____ Data extracts

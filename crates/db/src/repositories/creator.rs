//! Creator repository.
//!
//! Balance mutations here are single atomic UPDATE statements so that
//! concurrent money flows can never interleave a read-then-write. The
//! debit carries its own sufficient-funds guard in the WHERE clause.

use std::sync::Arc;

use chrono::{DateTime, Utc};
use crate::entities::{Creator, creator};
use rust_decimal::Decimal;
use sea_orm::sea_query::extension::postgres::PgExpr;
use sea_orm::{
    ActiveModelTrait, ColumnTrait, Condition, ConnectionTrait, DatabaseConnection, EntityTrait, PaginatorTrait,
    QueryFilter, QueryOrder, QuerySelect, sea_query::Expr,
};
use shoutly_common::{AppError, AppResult};

/// Creator repository for database operations.
#[derive(Clone)]
pub struct CreatorRepository {
    db: Arc<DatabaseConnection>,
}

impl CreatorRepository {
    /// Create a new creator repository.
    #[must_use]
    pub const fn new(db: Arc<DatabaseConnection>) -> Self {
        Self { db }
    }

    /// Find a creator by ID.
    pub async fn find_by_id(&self, id: &str) -> AppResult<Option<creator::Model>> {
        Creator::find_by_id(id)
            .one(self.db.as_ref())
            .await
            .map_err(|e| AppError::Database(e.to_string()))
    }

    /// Find a creator by ID, returning an error if not found.
    pub async fn get_by_id(&self, id: &str) -> AppResult<creator::Model> {
        self.find_by_id(id)
            .await?
            .ok_or_else(|| AppError::NotFound("Creator not found".to_string()))
    }

    /// Find creators by IDs.
    pub async fn find_by_ids(&self, ids: &[String]) -> AppResult<Vec<creator::Model>> {
        if ids.is_empty() {
            return Ok(vec![]);
        }

        Creator::find()
            .filter(creator::Column::Id.is_in(ids.to_vec()))
            .all(self.db.as_ref())
            .await
            .map_err(|e| AppError::Database(e.to_string()))
    }

    /// Find a creator by email.
    pub async fn find_by_email(&self, email: &str) -> AppResult<Option<creator::Model>> {
        Creator::find()
            .filter(creator::Column::Email.eq(email))
            .one(self.db.as_ref())
            .await
            .map_err(|e| AppError::Database(e.to_string()))
    }

    /// Find a creator by display name.
    pub async fn find_by_display_name(
        &self,
        display_name: &str,
    ) -> AppResult<Option<creator::Model>> {
        Creator::find()
            .filter(creator::Column::DisplayName.eq(display_name))
            .one(self.db.as_ref())
            .await
            .map_err(|e| AppError::Database(e.to_string()))
    }

    /// Create a new creator.
    pub async fn create(&self, model: creator::ActiveModel) -> AppResult<creator::Model> {
        model
            .insert(self.db.as_ref())
            .await
            .map_err(|e| AppError::Database(e.to_string()))
    }

    /// Update a creator.
    pub async fn update(&self, model: creator::ActiveModel) -> AppResult<creator::Model> {
        model
            .update(self.db.as_ref())
            .await
            .map_err(|e| AppError::Database(e.to_string()))
    }

    /// List creators, newest first, optionally filtered by display name.
    pub async fn list(
        &self,
        search: Option<&str>,
        limit: u64,
        offset: u64,
    ) -> AppResult<Vec<creator::Model>> {
        Creator::find()
            .filter(Self::search_condition(search))
            .order_by_desc(creator::Column::CreatedAt)
            .offset(offset)
            .limit(limit)
            .all(self.db.as_ref())
            .await
            .map_err(|e| AppError::Database(e.to_string()))
    }

    /// Count creators matching the optional display-name filter.
    pub async fn count(&self, search: Option<&str>) -> AppResult<u64> {
        Creator::find()
            .filter(Self::search_condition(search))
            .count(self.db.as_ref())
            .await
            .map_err(|e| AppError::Database(e.to_string()))
    }

    /// Get IDs of creators whose display name matches the pattern.
    pub async fn find_ids_by_display_name_like(&self, query: &str) -> AppResult<Vec<String>> {
        let pattern = format!("%{}%", query.replace('%', "\\%").replace('_', "\\_"));

        Creator::find()
            .select_only()
            .column(creator::Column::Id)
            .filter(Expr::col(creator::Column::DisplayName).ilike(pattern))
            .into_tuple::<String>()
            .all(self.db.as_ref())
            .await
            .map_err(|e| AppError::Database(e.to_string()))
    }

    /// Count all creators.
    pub async fn count_all(&self) -> AppResult<u64> {
        Creator::find()
            .count(self.db.as_ref())
            .await
            .map_err(|e| AppError::Database(e.to_string()))
    }

    /// Count creators created at or after the given instant.
    pub async fn count_since(&self, since: DateTime<Utc>) -> AppResult<u64> {
        Creator::find()
            .filter(creator::Column::CreatedAt.gte(since))
            .count(self.db.as_ref())
            .await
            .map_err(|e| AppError::Database(e.to_string()))
    }

    /// Credit earnings atomically: adds to both the lifetime total and the
    /// withdrawable balance in a single UPDATE.
    pub async fn credit_earnings<C>(
        &self,
        conn: &C,
        creator_id: &str,
        amount: Decimal,
    ) -> AppResult<()>
    where
        C: ConnectionTrait,
    {
        let result = Creator::update_many()
            .col_expr(
                creator::Column::TotalEarnings,
                Expr::col(creator::Column::TotalEarnings).add(amount),
            )
            .col_expr(
                creator::Column::AvailableBalance,
                Expr::col(creator::Column::AvailableBalance).add(amount),
            )
            .col_expr(creator::Column::UpdatedAt, Expr::current_timestamp().into())
            .filter(creator::Column::Id.eq(creator_id))
            .exec(conn)
            .await
            .map_err(|e| AppError::Database(e.to_string()))?;

        if result.rows_affected == 0 {
            return Err(AppError::NotFound("Creator not found".to_string()));
        }
        Ok(())
    }

    /// Debit the withdrawable balance atomically. The WHERE clause carries
    /// the sufficient-funds guard; returns `false` when the guard rejected
    /// the debit (balance below `amount` or creator missing).
    pub async fn debit_available_balance<C>(
        &self,
        conn: &C,
        creator_id: &str,
        amount: Decimal,
    ) -> AppResult<bool>
    where
        C: ConnectionTrait,
    {
        let result = Creator::update_many()
            .col_expr(
                creator::Column::AvailableBalance,
                Expr::col(creator::Column::AvailableBalance).sub(amount),
            )
            .col_expr(creator::Column::UpdatedAt, Expr::current_timestamp().into())
            .filter(creator::Column::Id.eq(creator_id))
            .filter(creator::Column::AvailableBalance.gte(amount))
            .exec(conn)
            .await
            .map_err(|e| AppError::Database(e.to_string()))?;

        Ok(result.rows_affected == 1)
    }

    /// Credit the withdrawable balance atomically (rejected-withdrawal
    /// refund; lifetime total is untouched).
    pub async fn credit_available_balance<C>(
        &self,
        conn: &C,
        creator_id: &str,
        amount: Decimal,
    ) -> AppResult<()>
    where
        C: ConnectionTrait,
    {
        let result = Creator::update_many()
            .col_expr(
                creator::Column::AvailableBalance,
                Expr::col(creator::Column::AvailableBalance).add(amount),
            )
            .col_expr(creator::Column::UpdatedAt, Expr::current_timestamp().into())
            .filter(creator::Column::Id.eq(creator_id))
            .exec(conn)
            .await
            .map_err(|e| AppError::Database(e.to_string()))?;

        if result.rows_affected == 0 {
            return Err(AppError::NotFound("Creator not found".to_string()));
        }
        Ok(())
    }

    fn search_condition(search: Option<&str>) -> Condition {
        let mut condition = Condition::all();
        if let Some(query) = search {
            let pattern = format!("%{}%", query.replace('%', "\\%").replace('_', "\\_"));
            condition = condition.add(Expr::col(creator::Column::DisplayName).ilike(pattern));
        }
        condition
    }
}

#[cfg(test)]
#[allow(clippy::unwrap_used)]
mod tests {
    use super::*;
    use chrono::{NaiveDate, Utc};
    use rust_decimal_macros::dec;
    use sea_orm::{DatabaseBackend, MockDatabase, MockExecResult};
    use std::sync::Arc;

    fn create_test_creator(id: &str, display_name: &str) -> creator::Model {
        creator::Model {
            id: id.to_string(),
            first_name: "Test".to_string(),
            last_name: "Creator".to_string(),
            display_name: display_name.to_string(),
            email: format!("{display_name}@example.com"),
            password: "$argon2id$stub".to_string(),
            date_of_birth: NaiveDate::from_ymd_opt(1988, 6, 15).unwrap(),
            country: "US".to_string(),
            avatar: None,
            bio: None,
            is_verified: false,
            is_sponsored: false,
            commission_rate: dec!(15.00),
            withdrawal_permission: true,
            total_earnings: dec!(0.00),
            available_balance: dec!(0.00),
            payout_method: None,
            created_at: Utc::now().into(),
            updated_at: Utc::now().into(),
        }
    }

    #[tokio::test]
    async fn test_get_by_id_not_found_returns_error() {
        let db = Arc::new(
            MockDatabase::new(DatabaseBackend::Postgres)
                .append_query_results([Vec::<creator::Model>::new()])
                .into_connection(),
        );

        let repo = CreatorRepository::new(db);
        let result = repo.get_by_id("missing").await;

        assert!(matches!(result, Err(AppError::NotFound(_))));
    }

    #[tokio::test]
    async fn test_find_by_display_name() {
        let creator = create_test_creator("creator1", "star");

        let db = Arc::new(
            MockDatabase::new(DatabaseBackend::Postgres)
                .append_query_results([[creator.clone()]])
                .into_connection(),
        );

        let repo = CreatorRepository::new(db);
        let result = repo.find_by_display_name("star").await.unwrap();

        assert_eq!(result.unwrap().id, "creator1");
    }

    #[tokio::test]
    async fn test_credit_earnings_missing_creator_errors() {
        let db = Arc::new(
            MockDatabase::new(DatabaseBackend::Postgres)
                .append_exec_results([MockExecResult {
                    last_insert_id: 0,
                    rows_affected: 0,
                }])
                .into_connection(),
        );

        let repo = CreatorRepository::new(db.clone());
        let result = repo
            .credit_earnings(db.as_ref(), "missing", dec!(42.50))
            .await;

        assert!(matches!(result, Err(AppError::NotFound(_))));
    }

    #[tokio::test]
    async fn test_credit_earnings_ok() {
        let db = Arc::new(
            MockDatabase::new(DatabaseBackend::Postgres)
                .append_exec_results([MockExecResult {
                    last_insert_id: 0,
                    rows_affected: 1,
                }])
                .into_connection(),
        );

        let repo = CreatorRepository::new(db.clone());
        let result = repo
            .credit_earnings(db.as_ref(), "creator1", dec!(42.50))
            .await;

        assert!(result.is_ok());
    }

    #[tokio::test]
    async fn test_debit_insufficient_balance_returns_false() {
        // Guard in the WHERE clause filters the row out: zero rows affected.
        let db = Arc::new(
            MockDatabase::new(DatabaseBackend::Postgres)
                .append_exec_results([MockExecResult {
                    last_insert_id: 0,
                    rows_affected: 0,
                }])
                .into_connection(),
        );

        let repo = CreatorRepository::new(db.clone());
        let debited = repo
            .debit_available_balance(db.as_ref(), "creator1", dec!(100.00))
            .await
            .unwrap();

        assert!(!debited);
    }

    #[tokio::test]
    async fn test_debit_sufficient_balance_returns_true() {
        let db = Arc::new(
            MockDatabase::new(DatabaseBackend::Postgres)
                .append_exec_results([MockExecResult {
                    last_insert_id: 0,
                    rows_affected: 1,
                }])
                .into_connection(),
        );

        let repo = CreatorRepository::new(db.clone());
        let debited = repo
            .debit_available_balance(db.as_ref(), "creator1", dec!(25.00))
            .await
            .unwrap();

        assert!(debited);
    }
}
//! User entity (purchaser account).

use sea_orm::entity::prelude::*;
use serde::{Deserialize, Serialize};

#[derive(Clone, Debug, PartialEq, Eq, DeriveEntityModel, Serialize, Deserialize)]
#[sea_orm(table_name = "user")]
pub struct Model {
    #[sea_orm(primary_key, auto_increment = false)]
    pub id: String,

    pub first_name: String,

    pub last_name: String,

    /// Public handle, unique across users
    #[sea_orm(unique)]
    pub display_name: String,

    #[sea_orm(unique)]
    pub email: String,

    /// Argon2 password hash
    pub password: String,

    pub date_of_birth: Date,

    pub country: String,

    /// Storage key of the avatar object
    #[sea_orm(nullable)]
    pub avatar: Option<String>,

    #[sea_orm(default_value = false)]
    pub is_verified: bool,

    pub created_at: DateTimeWithTimeZone,

    pub updated_at: DateTimeWithTimeZone,
}

#[derive(Copy, Clone, Debug, EnumIter, DeriveRelation)]
pub enum Relation {
    #[sea_orm(has_many = "super::order::Entity")]
    Orders,
}

impl Related<super::order::Entity> for Entity {
    fn to() -> RelationDef {
        Relation::Orders.def()
    }
}

impl ActiveModelBehavior for ActiveModel {}
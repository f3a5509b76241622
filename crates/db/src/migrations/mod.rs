//! Database migrations.
//!
//! Schema migrations for the database.

#![allow(missing_docs)]

use sea_orm_migration::prelude::*;

mod m20250601_000001_create_user_table;
mod m20250601_000002_create_creator_table;
mod m20250601_000003_create_admin_table;
mod m20250601_000004_create_shoutout_type_table;
mod m20250601_000005_create_shoutout_table;
mod m20250601_000006_create_order_table;
mod m20250601_000007_create_withdrawal_table;
mod m20250601_000008_create_activity_log_table;
mod m20250601_000009_create_site_setting_table;

pub struct Migrator;

#[async_trait::async_trait]
impl MigratorTrait for Migrator {
    fn migrations() -> Vec<Box<dyn MigrationTrait>> {
        vec![
            Box::new(m20250601_000001_create_user_table::Migration),
            Box::new(m20250601_000002_create_creator_table::Migration),
            Box::new(m20250601_000003_create_admin_table::Migration),
            Box::new(m20250601_000004_create_shoutout_type_table::Migration),
            Box::new(m20250601_000005_create_shoutout_table::Migration),
            Box::new(m20250601_000006_create_order_table::Migration),
            Box::new(m20250601_000007_create_withdrawal_table::Migration),
            Box::new(m20250601_000008_create_activity_log_table::Migration),
            Box::new(m20250601_000009_create_site_setting_table::Migration),
        ]
    }
}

________

= Activity =
Where "filename" occurs in a line of the data above, count that line. Give the final count and no other words.

= Output of the task =
2